Find the string "listener" in the records and copy each line where it occurs.
>>
pub mod error;
pub mod liveness;
pub mod process;
pub mod routes;
pub mod state;

use agelum_core::settings::SettingsStore;
use axum::routing::{get, post};
use axum::Router;
use std::path::PathBuf;
use tower_http::cors::{Any, CorsLayer};
use tower_http::trace::TraceLayer;

pub use state::AppState;

/// Build the axum Router with all API routes and middleware.
/// Used by `serve()` and available for integration testing.
pub fn build_router(settings: SettingsStore, default_root: Option<PathBuf>) -> Router {
    router(AppState::new(settings, default_root))
}

/// Router over an existing state, for callers that customise it.
pub fn router(app_state: AppState) -> Router {
    let cors = CorsLayer::new()
        .allow_origin(Any)
        .allow_methods(Any)
        .allow_headers(Any);

    Router::new()
        // Events (SSE)
        .route("/api/events", get(routes::events::sse_events))
        // Repositories
        .route(
            "/api/repositories",
            get(routes::repositories::list_repositories)
                .post(routes::repositories::add_repository)
                .delete(routes::repositories::remove_repository),
        )
        // Settings
        .route(
            "/api/settings",
            get(routes::settings::get_settings)
                .post(routes::settings::replace_settings)
                .patch(routes::settings::patch_settings)
                .delete(routes::settings::reset_settings),
        )
        .route(
            "/api/project/config",
            get(routes::settings::get_project_config).post(routes::settings::save_project_config),
        )
        // Work items
        .route(
            "/api/tasks",
            get(routes::items::list_tasks).post(routes::items::task_action),
        )
        .route(
            "/api/epics",
            get(routes::items::list_epics).post(routes::items::epic_action),
        )
        .route(
            "/api/ideas",
            get(routes::items::list_ideas).post(routes::items::idea_action),
        )
        .route("/api/board", get(routes::board::get_board))
        // Files and documents
        .route(
            "/api/file",
            get(routes::files::read_file)
                .put(routes::files::write_file)
                .delete(routes::files::delete_file),
        )
        .route("/api/file/rename", post(routes::files::rename_file))
        .route("/api/files", get(routes::files::file_tree))
        .route("/api/docs", get(routes::files::list_docs))
        .route("/api/migrate", post(routes::migrate::migrate))
        // Preview app
        .route(
            "/api/app-status",
            get(routes::app::get_status).post(routes::app::app_action),
        )
        .route("/api/app-logs", get(routes::app::get_logs))
        .route("/api/app-logs/input", post(routes::app::send_input))
        // Browser tests
        .route(
            "/api/tests",
            get(routes::tests::list_tests).post(routes::tests::create_test),
        )
        .route(
            "/api/tests/groups",
            get(routes::tests::list_groups).post(routes::tests::create_group),
        )
        .route(
            "/api/tests/record/execute",
            post(routes::record::execute),
        )
        .route(
            "/api/tests/record/ai",
            get(routes::record::backends).post(routes::record::recommend),
        )
        .route(
            "/api/tests/record/backends",
            get(routes::record::backends),
        )
        .route(
            "/api/tests/record/capture",
            post(routes::record::capture),
        )
        .route(
            "/api/tests/artifacts/{*path}",
            get(routes::tests::get_artifact),
        )
        .route(
            "/api/tests/{id}",
            get(routes::tests::get_test)
                .put(routes::tests::update_test)
                .delete(routes::tests::delete_test),
        )
        .route(
            "/api/tests/{id}/steps",
            get(routes::tests::list_steps).post(routes::tests::add_step),
        )
        .route("/api/tests/{id}/run", post(routes::tests::run_test))
        .route("/api/tests/{id}/finish", post(routes::tests::finish_test))
        .route(
            "/api/tests/{id}/executions",
            get(routes::tests::list_executions),
        )
        // Annotations and bug reports
        .route(
            "/api/annotations/render",
            post(routes::annotations::render),
        )
        .route("/api/reports", post(routes::annotations::create_report))
        .layer(TraceLayer::new_for_http())
        .layer(cors)
        .with_state(app_state)
}

/// Interface the server binds unless told otherwise. The API reads and writes
/// project files and runs commands, so it stays off the network by default.
pub const DEFAULT_HOST: &str = "127.0.0.1";

/// Start the Agelum API server on `host:port`.
pub async fn serve(
    settings: SettingsStore,
    default_root: Option<PathBuf>,
    host: &str,
    port: u16,
    open_browser: bool,
) -> anyhow::Result<()> {
    let listener = tokio::net::TcpListener::bind((host, port)).await?;
    serve_on(settings, default_root, listener, open_browser).await
}

/// Start the server on a pre-bound listener.
///
/// The caller can read the actual port before starting, which matters when
/// binding port 0 lets the OS pick a free one.
pub async fn serve_on(
    settings: SettingsStore,
    default_root: Option<PathBuf>,
    listener: tokio::net::TcpListener,
    open_browser: bool,
) -> anyhow::Result<()> {
    let actual_port = listener.local_addr()?.port();
    let app = build_router(settings, default_root);

    tracing::info!("Agelum server listening on http://localhost:{actual_port}");

    if open_browser {
        let url = format!("http://localhost:{actual_port}/api/repositories");
        if let Err(e) = open::that(&url) {
            tracing::warn!(error = %e, "could not open browser");
        }
    }

    axum::serve(listener, app).await?;
    Ok(())
}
<<
> [Your response]:
    let listener = tokio::net::TcpListener::bind((host, port)).await?;
    serve_on(settings, default_root, listener, open_browser).await
/// Start the server on a pre-bound listener.
    listener: tokio::net::TcpListener,
    let actual_port = listener.local_addr()?.port();
    axum::serve(listener, app).await?;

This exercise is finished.